BRIEF » Each line from the start of the data below through the one containing "over explicit backends" must be reproduced exactly.

DATASET EXCERPTS »

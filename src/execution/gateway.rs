// src/execution/gateway.rs
//! Script execution gateway
//!
//! The single public entry point for running scripts. Callers hand over a
//! request and always get an [`ExecutionResult`] back; backend exceptions
//! are converted, never propagated.
//!
//! Backend selection:
//! - `PreferProcess` (default): isolated process first; a mechanism failure
//!   (spawn error, unexpected fault) triggers exactly one attempt on the
//!   pooled backend. A script-level failure never falls back.
//! - `EmbeddedOnly`: pooled backend only.
//! - `ProcessOnly`: isolated process only, no fallback.
//!
//! A troubleshooting override can force embedded execution; it is sticky
//! until explicitly cleared.

use crate::execution::pool::ShellPool;
use crate::execution::process_runner::ProcessRunner;
use crate::execution::types::{ExecutionRequest, ExecutionResult, FailureKind};
use crate::modules::resolver::ModuleResolver;
use crate::modules::version::ModuleVersion;
use crate::utils::config::EngineConfig;
use crate::utils::errors::{EngineError, Result};
use serde::Deserialize;
use std::sync::atomic::{AtomicBool, Ordering};
use std::sync::Arc;
use std::time::Instant;
use tracing::{debug, warn};

/// Backend selection mode
#[derive(Debug, Clone, Copy, Default, PartialEq, Eq, Deserialize)]
#[serde(rename_all = "kebab-case")]
pub enum ExecutionMode {
    /// Isolated process first, pooled backend on mechanism failure
    #[default]
    PreferProcess,

    /// Pooled backend only
    EmbeddedOnly,

    /// Isolated process only, no fallback
    ProcessOnly,
}

/// Script execution gateway
pub struct ExecutionGateway {
    mode: ExecutionMode,
    runner: Arc<ProcessRunner>,
    pool: Arc<ShellPool>,
    force_embedded: AtomicBool,
}

impl ExecutionGateway {
    /// Create a gateway over explicit backends
    pub fn new(mode: ExecutionMode, runner: Arc<ProcessRunner>, pool: Arc<ShellPool>) -> Self {
        Self {
            mode,
            runner,
            pool,
            force_embedded: AtomicBool::new(false),
        }
    }

    /// Build the full backend stack from engine configuration
    pub fn from_engine_config(config: &EngineConfig) -> Result<Self> {
        let runner = Arc::new(ProcessRunner::from_engine_config(config)?);

        let pinned = match &config.modules.pinned_version {
            Some(text) => Some(text.parse::<ModuleVersion>().map_err(|e| {
                EngineError::ModuleResolution(e.to_string())
            })?),
            None => None,
        };
        let resolver =
            Arc::new(ModuleResolver::discovering(Arc::clone(&runner)).with_pinned(pinned));

        let pool_config = crate::execution::pool::PoolConfig::from_engine_config(
            config,
            runner.profile().clone(),
        );
        let pool = Arc::new(ShellPool::new(pool_config, resolver));

        Ok(Self::new(config.execution.mode, runner, pool))
    }

    /// The pooled backend, for diagnostics and statistics
    pub fn pool(&self) -> &Arc<ShellPool> {
        &self.pool
    }

    /// Force all executions onto the embedded backend until cleared
    pub fn set_embedded_override(&self, enabled: bool) {
        self.force_embedded.store(enabled, Ordering::SeqCst);
    }

    /// Whether the embedded override is active
    pub fn embedded_override(&self) -> bool {
        self.force_embedded.load(Ordering::SeqCst)
    }

    /// Execute a request on whichever backend applies.
    ///
    /// Never returns an error: every backend fault becomes a classified
    /// failed result, and `execution_time` is always populated.
    pub async fn execute(&self, request: ExecutionRequest) -> ExecutionResult {
        let started = Instant::now();

        let embedded_only =
            self.mode == ExecutionMode::EmbeddedOnly || self.embedded_override();

        if embedded_only {
            return self.run_embedded(&request, started).await;
        }

        match self.runner.run(&request).await {
            Ok(result) => result,
            Err(e) if self.mode == ExecutionMode::PreferProcess && e.is_mechanism_failure() => {
                warn!(
                    "Process backend could not run ({}), falling back to pooled backend",
                    e
                );
                self.run_embedded(&request, started).await
            }
            Err(e) => {
                debug!("Process backend failed without fallback: {}", e);
                ExecutionResult::failure_message(
                    FailureKind::Mechanism,
                    e.to_string(),
                    started.elapsed(),
                )
            }
        }
    }

    /// Shut down the pooled backend's workers
    pub async fn shutdown(&self) {
        self.pool.shutdown().await;
    }

    async fn run_embedded(&self, request: &ExecutionRequest, started: Instant) -> ExecutionResult {
        match self.pool.execute(request).await {
            Ok(result) => result,
            Err(e) => ExecutionResult::failure_message(
                FailureKind::Mechanism,
                e.to_string(),
                started.elapsed(),
            ),
        }
    }
}

#[cfg(test)]
mod tests {
    use super::*;
    use crate::execution::interpreter::{InterpreterKind, InterpreterProfile};
    use crate::execution::pool::PoolConfig;
    use crate::execution::process_runner::ProcessRunnerConfig;
    use crate::execution::worker::WorkerConfig;
    use std::time::Duration;

    fn shell_profile() -> InterpreterProfile {
        InterpreterProfile::discover(InterpreterKind::PosixShell).unwrap()
    }

    fn broken_profile() -> InterpreterProfile {
        InterpreterProfile::with_program(InterpreterKind::PosixShell, "/nonexistent/sh")
    }

    fn gateway(mode: ExecutionMode, runner_profile: InterpreterProfile, pool_profile: InterpreterProfile) -> ExecutionGateway {
        let runner = Arc::new(ProcessRunner::new(ProcessRunnerConfig::new(runner_profile)));
        let resolver = Arc::new(ModuleResolver::with_inventory(vec![]));
        let pool = Arc::new(ShellPool::new(
            PoolConfig::new(1, WorkerConfig::new(pool_profile)),
            resolver,
        ));
        ExecutionGateway::new(mode, runner, pool)
    }

    #[tokio::test]
    async fn test_mechanism_failure_falls_back_to_embedded() {
        let gw = gateway(ExecutionMode::PreferProcess, broken_profile(), shell_profile());

        let result = gw
            .execute(ExecutionRequest::new("printf 'fell back\\n'"))
            .await;

        assert!(result.success);
        assert_eq!(result.output.trim(), "fell back");
        assert!(result.execution_time > Duration::ZERO);
    }

    #[tokio::test]
    async fn test_no_fallback_in_process_only_mode() {
        let gw = gateway(ExecutionMode::ProcessOnly, broken_profile(), shell_profile());

        let result = gw.execute(ExecutionRequest::new("printf 'x'")).await;

        assert!(!result.success);
        assert_eq!(result.failure, Some(FailureKind::Mechanism));
    }

    #[tokio::test]
    async fn test_script_failure_does_not_fall_back() {
        // The pool is broken: if the gateway fell back, the result would be
        // a mechanism failure instead of the script's own error.
        let gw = gateway(ExecutionMode::PreferProcess, shell_profile(), broken_profile());

        let result = gw
            .execute(ExecutionRequest::new("printf 'bang\\n' 1>&2; exit 1"))
            .await;

        assert!(!result.success);
        assert_eq!(result.failure, Some(FailureKind::Script));
        assert!(result.error.contains("bang"));
    }

    #[tokio::test]
    async fn test_embedded_override_is_sticky() {
        let gw = gateway(ExecutionMode::PreferProcess, shell_profile(), shell_profile());

        gw.set_embedded_override(true);
        assert!(gw.embedded_override());

        // Pooled workers keep shell state between calls; the isolated
        // process backend cannot.
        gw.execute(ExecutionRequest::new("gw_probe=11")).await;
        let result = gw
            .execute(ExecutionRequest::new("printf '%s\\n' \"$gw_probe\""))
            .await;
        assert_eq!(result.output.trim(), "11");

        gw.set_embedded_override(false);
        let result = gw
            .execute(ExecutionRequest::new("printf '%s\\n' \"$gw_probe\""))
            .await;
        assert!(result.output.trim().is_empty());
    }

    #[tokio::test]
    async fn test_timeout_classification_passes_through() {
        let gw = gateway(ExecutionMode::PreferProcess, shell_profile(), shell_profile());

        let result = gw
            .execute(
                ExecutionRequest::new("sleep 30").with_timeout(Duration::from_millis(200)),
            )
            .await;

        assert!(!result.success);
        assert_eq!(result.failure, Some(FailureKind::Timeout));
        assert!(result.execution_time > Duration::ZERO);
    }

    #[tokio::test]
    async fn test_embedded_only_mode_uses_pool() {
        let gw = gateway(ExecutionMode::EmbeddedOnly, broken_profile(), shell_profile());

        let result = gw
            .execute(ExecutionRequest::new("printf 'embedded\\n'"))
            .await;

        assert!(result.success);
        assert_eq!(result.output.trim(), "embedded");
    }
}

COMPLETED EXERCISE »
filename src/execution/gateway.rs
// src/execution/gateway.rs
//! Script execution gateway
//!
//! The single public entry point for running scripts. Callers hand over a
//! request and always get an [`ExecutionResult`] back; backend exceptions
//! are converted, never propagated.
//!
//! Backend selection:
//! - `PreferProcess` (default): isolated process first; a mechanism failure
//!   (spawn error, unexpected fault) triggers exactly one attempt on the
//!   pooled backend. A script-level failure never falls back.
//! - `EmbeddedOnly`: pooled backend only.
//! - `ProcessOnly`: isolated process only, no fallback.
//!
//! A troubleshooting override can force embedded execution; it is sticky
//! until explicitly cleared.

use crate::execution::pool::ShellPool;
use crate::execution::process_runner::ProcessRunner;
use crate::execution::types::{ExecutionRequest, ExecutionResult, FailureKind};
use crate::modules::resolver::ModuleResolver;
use crate::modules::version::ModuleVersion;
use crate::utils::config::EngineConfig;
use crate::utils::errors::{EngineError, Result};
use serde::Deserialize;
use std::sync::atomic::{AtomicBool, Ordering};
use std::sync::Arc;
use std::time::Instant;
use tracing::{debug, warn};

/// Backend selection mode
#[derive(Debug, Clone, Copy, Default, PartialEq, Eq, Deserialize)]
#[serde(rename_all = "kebab-case")]
pub enum ExecutionMode {
    /// Isolated process first, pooled backend on mechanism failure
    #[default]
    PreferProcess,

    /// Pooled backend only
    EmbeddedOnly,

    /// Isolated process only, no fallback
    ProcessOnly,
}

/// Script execution gateway
pub struct ExecutionGateway {
    mode: ExecutionMode,
    runner: Arc<ProcessRunner>,
    pool: Arc<ShellPool>,
    force_embedded: AtomicBool,
}

impl ExecutionGateway {
    /// Create a gateway over explicit backends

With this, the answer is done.